3

Just to head off any comments to the effect of "why do you need to know this??": This is just a puzzle I was curious about, not something I need to do for any practical reason.

Given a typical POSIX system[1], how would you design an experiment to determine the scheduling quantum[2] of a CPU-bound process?

[1]: but NOT one that lets you query for this information through a syscall or /proc interface

[2]: "Scheduling quantum" is defined as the amount of time a process will run on the CPU without blocking or yielding before its scheduled time is over and the OS lets a different process run.

Brennan Vincent
  • 10,736
  • 9
  • 32
  • 54
  • 1
    Note that a higher-priority process will generally run as soon as it wants to (otherwise there would be no point to having a higher priority). Perhaps in your last paragraph you meant to say "... before its scheduled time is over and the OS lets another same-priority process run." – Jeremy Friesner May 29 '16 at 06:10
  • @JeremyFriesner I thought in typical systems processes would not be pre-empted until their time-slice expired. Am I mistaken?
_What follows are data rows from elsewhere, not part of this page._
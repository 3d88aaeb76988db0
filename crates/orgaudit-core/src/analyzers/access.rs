//! Access reconciler: expected vs. actual team and collaborator permissions.
//!
//! The expected tier of a team on a repository follows the ownership
//! hierarchy:
//!
//! - the ownership team gets `Maintain`
//! - the parent of the ownership team gets `Push`
//! - every other team gets `Pull`
//!
//! The ownership team and its parent are resolved to concrete teams with the
//! [`TeamDirectory`] rule (lowercase name, then slug) and compared by id.
//!
//! Everything organization-wide is captured once in an [`AccessSnapshot`] at
//! initialization and only read afterwards. Per repository, only the teams
//! with access and the collaborators are fetched.

use std::collections::{HashMap, HashSet};
use std::sync::Arc;

use async_trait::async_trait;

use crate::analyzers::RepositoryAnalyzer;
use crate::directory::TeamDirectory;
use crate::gateway::{Collaborator, PlatformGateway, Team};
use crate::issue::RepositoryIssue;
use crate::metadata::RepositoryMetadata;
use crate::permission::{Permission, TeamHierarchy};
use crate::{AuditError, Result};

/// Immutable organization-wide access state.
#[derive(Debug, Clone, Default)]
pub struct AccessSnapshot {
    owners: HashSet<String>,
    maintainers_by_team: HashMap<u64, HashSet<String>>,
    /// Keyed by `(repository_id, team_id)`.
    permissions: HashMap<(u64, u64), Permission>,
    hierarchy: TeamHierarchy,
    directory: TeamDirectory,
}

/// Ownership team and parent of one repository, resolved to team ids.
struct Expectation {
    ownership: Option<(String, Option<u64>)>,
    parent: Option<(String, Option<u64>)>,
}

impl Expectation {
    fn owner_id(&self) -> Option<u64> {
        self.ownership.as_ref().and_then(|(_, id)| *id)
    }

    fn parent_id(&self) -> Option<u64> {
        self.parent.as_ref().and_then(|(_, id)| *id)
    }

    fn permission_for(&self, team: &Team) -> Permission {
        if self.owner_id() == Some(team.id) {
            Permission::Maintain
        } else if self.parent_id() == Some(team.id) {
            Permission::Push
        } else {
            Permission::Pull
        }
    }
}

impl AccessSnapshot {
    pub fn new(owners: impl IntoIterator<Item = String>, hierarchy: TeamHierarchy) -> Self {
        Self {
            owners: owners.into_iter().collect(),
            hierarchy,
            ..Self::default()
        }
    }

    /// Set the active maintainers of `team_id`.
    pub fn with_maintainers(
        mut self,
        team_id: u64,
        logins: impl IntoIterator<Item = String>,
    ) -> Self {
        self.maintainers_by_team
            .insert(team_id, logins.into_iter().collect());
        self
    }

    /// Record the tier `team_id` holds on `repository_id`.
    pub fn with_permission(mut self, repository_id: u64, team_id: u64, permission: Permission) -> Self {
        self.permissions
            .insert((repository_id, team_id), permission);
        self
    }

    /// Organization teams used to resolve ownership keys.
    pub fn with_teams(mut self, teams: impl IntoIterator<Item = Team>) -> Self {
        self.directory = TeamDirectory::from_teams(teams);
        self
    }

    /// Fetch owners, team maintainers, team grants and the hierarchy.
    pub async fn load(gateway: &dyn PlatformGateway) -> Result<Self> {
        let owners = gateway
            .organization_owners()
            .await?
            .into_iter()
            .map(|user| user.login);
        let teams = gateway.organization_teams().await?;
        let mut snapshot =
            Self::new(owners, TeamHierarchy::from_teams(&teams)).with_teams(teams.iter().cloned());

        for team in &teams {
            let maintainers: HashSet<String> = gateway
                .team_members(team)
                .await?
                .into_iter()
                .filter(|member| member.is_active_maintainer())
                .map(|member| member.login)
                .collect();
            snapshot.maintainers_by_team.insert(team.id, maintainers);

            for grant in gateway.team_repositories(team).await? {
                snapshot
                    .permissions
                    .insert((grant.repository_id, team.id), grant.permission);
            }
        }

        tracing::debug!(
            owners = snapshot.owners.len(),
            teams = teams.len(),
            grants = snapshot.permissions.len(),
            "access snapshot loaded"
        );
        Ok(snapshot)
    }

    pub fn hierarchy(&self) -> &TeamHierarchy {
        &self.hierarchy
    }

    /// Resolve `key` against the organization teams, then the repository's own.
    fn resolve<'a>(&'a self, key: &str, local: &'a TeamDirectory) -> Option<&'a Team> {
        self.directory.find(key).or_else(|| local.find(key))
    }

    fn expectation(&self, ownership: Option<&str>, local: &TeamDirectory) -> Expectation {
        let Some(ownership) = ownership else {
            return Expectation {
                ownership: None,
                parent: None,
            };
        };
        let owner = self.resolve(ownership, local);
        let owner_key = owner.map_or_else(|| ownership.to_lowercase(), Team::key);
        let parent = self.hierarchy.parent_of(&owner_key).map(|parent| {
            let id = self.resolve(parent, local).map(|team| team.id);
            (parent.to_string(), id)
        });
        Expectation {
            ownership: Some((ownership.to_string(), owner.map(|team| team.id))),
            parent,
        }
    }

    /// Expected tier of `team` on a repository owned by `ownership`.
    pub fn expected_permission(&self, team: &Team, ownership: Option<&str>) -> Permission {
        let local = TeamDirectory::from_teams([team.clone()]);
        self.expectation(ownership, &local).permission_for(team)
    }

    /// Compare the teams and collaborators of one repository against policy.
    ///
    /// Fails with [`AuditError::MissingPermission`] when a team with access
    /// has no cached grant.
    pub fn reconcile(
        &self,
        metadata: &RepositoryMetadata,
        teams: &[Team],
        collaborators: &[Collaborator],
    ) -> Result<Vec<RepositoryIssue>> {
        let repository = &metadata.repository;
        let local = TeamDirectory::from_teams(teams.iter().cloned());
        let expectation = self.expectation(metadata.ownership.as_deref(), &local);

        let mut issues = Vec::new();
        let mut ownership_seen = false;
        let mut parent_seen = false;
        let mut maintainers: HashSet<&str> = HashSet::new();

        for team in teams {
            if expectation.owner_id() == Some(team.id) {
                ownership_seen = true;
            } else if expectation.parent_id() == Some(team.id) {
                parent_seen = true;
            }

            let expected = expectation.permission_for(team);
            let actual = self
                .permissions
                .get(&(repository.id, team.id))
                .copied()
                .ok_or_else(|| AuditError::MissingPermission {
                    team: team.name.clone(),
                    repository: repository.full_name.clone(),
                })?;
            if actual != expected {
                issues.push(RepositoryIssue::InvalidTeamAccess {
                    team: team.name.clone(),
                    actual,
                    expected,
                });
            }

            if let Some(logins) = self.maintainers_by_team.get(&team.id) {
                maintainers.extend(logins.iter().map(String::as_str));
            }
        }

        if let Some((ownership, _)) = expectation.ownership {
            if !ownership_seen {
                issues.push(RepositoryIssue::MissedTeamAccess {
                    team: ownership,
                    permission: Permission::Maintain,
                });
            }
        }
        if let Some((parent, _)) = expectation.parent {
            if !parent_seen {
                issues.push(RepositoryIssue::MissedTeamAccess {
                    team: parent,
                    permission: Permission::Push,
                });
            }
        }

        for collaborator in collaborators {
            let login = collaborator.login.as_str();
            let is_maintainer = maintainers.contains(login);
            let is_admin = collaborator.permission == Permission::Admin;

            if is_admin && !is_maintainer && !self.owners.contains(login) {
                issues.push(RepositoryIssue::ExtensiveCollaboratorAccess {
                    login: login.to_string(),
                    permission: Permission::Admin,
                });
            }
            if is_maintainer && !is_admin {
                issues.push(RepositoryIssue::MissedAdminAccess {
                    login: login.to_string(),
                });
            }
        }

        Ok(issues)
    }
}

/// Repository analyzer backed by an [`AccessSnapshot`].
pub struct AccessAnalyzer {
    gateway: Arc<dyn PlatformGateway>,
    snapshot: Option<AccessSnapshot>,
}

impl AccessAnalyzer {
    pub fn new(gateway: Arc<dyn PlatformGateway>) -> Self {
        Self {
            gateway,
            snapshot: None,
        }
    }

    /// Use a prepared snapshot; `initialize` keeps it instead of loading.
    pub fn with_snapshot(gateway: Arc<dyn PlatformGateway>, snapshot: AccessSnapshot) -> Self {
        Self {
            gateway,
            snapshot: Some(snapshot),
        }
    }
}

#[async_trait]
impl RepositoryAnalyzer for AccessAnalyzer {
    fn name(&self) -> &'static str {
        "access"
    }

    async fn initialize(&mut self) -> Result<()> {
        if self.snapshot.is_none() {
            self.snapshot = Some(AccessSnapshot::load(self.gateway.as_ref()).await?);
        }
        Ok(())
    }

    async fn analyze(&self, metadata: &RepositoryMetadata) -> Result<Vec<RepositoryIssue>> {
        let snapshot = self
            .snapshot
            .as_ref()
            .ok_or_else(|| AuditError::Invariant("access analyzer is not initialized".into()))?;
        let teams = self.gateway.repository_teams(&metadata.repository).await?;
        let collaborators = self
            .gateway
            .repository_collaborators(&metadata.repository)
            .await?;
        snapshot.reconcile(metadata, &teams, &collaborators)
    }
}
How does it work in, say, Linux or FreeBSD? Regardless, I have edited the question. – Brennan Vincent May 29 '16 at 06:30
  • Typically a process will keep running until either (a) its quantum is expired (and another process with the same priority is ready to run), or (b) another process with a higher priority becomes ready to run. (The alternative, in which a ready-to-run higher-priority process is not running because a lower process is running instead, is known as a priority inversion and it's something scheduler designers try to avoid) – Jeremy Friesner May 29 '16 at 14:05
  • @JeremyFriesner so on a 1-core system, if a high-priority CPU-bound thread spins forever, nothing else can ever run, unless the scheduler figures out it needs to lower the priority? This seems wrong, but I'm not an expert. – Brennan Vincent May 30 '16 at 05:01
  • 1
    In a system with static priorities, that is exactly what can happen. This is common e.g. in real-time systems, if a high-priority thread never gives up the CPU then you may have to reboot the computer in order to regain control of it. Of course having a buggy program render your computer uncontrollable isn't a very desirable behavior, which is why some non-real-time OS's (notably Unix/Linux) dynamically change a process's priority if it fails to voluntarily give up the CPU (e.g. by blocking) for a long time. (see: http://www.informit.com/articles/article.aspx?p=101760 ) – Jeremy Friesner May 30 '16 at 05:21

2 Answers2

3

I'm not sure how accurate it would be, but this might work:

  1. Make sure your computer is idle (or as idle as you can make it)
  2. Spawn off 2N threads (where N is the number of cores in your computer). All of these threads should be set to run at the same priority as each other.
  3. Each of the threads should be running an infinite loop where it does nothing but repeatedly retrieve the current monotonically-increasing-wallclock time using a high-resolution timer (e.g. calling std::chrono::steady_clock::now() or similar).
  4. At each iteration of the the loop, each thread should check the resulting time value for "sudden gaps", i.e. where the clock time jumps from (t) to (t+n milliseconds, with n being greater than the usual delta value). Those gaps most likely indicate a time period when the thread got kicked off of the CPU so that another one of the threads could run.
  5. At some point, compute the average of the sizes of all of those gaps, and that is your estimate of the scheduler's quantum size.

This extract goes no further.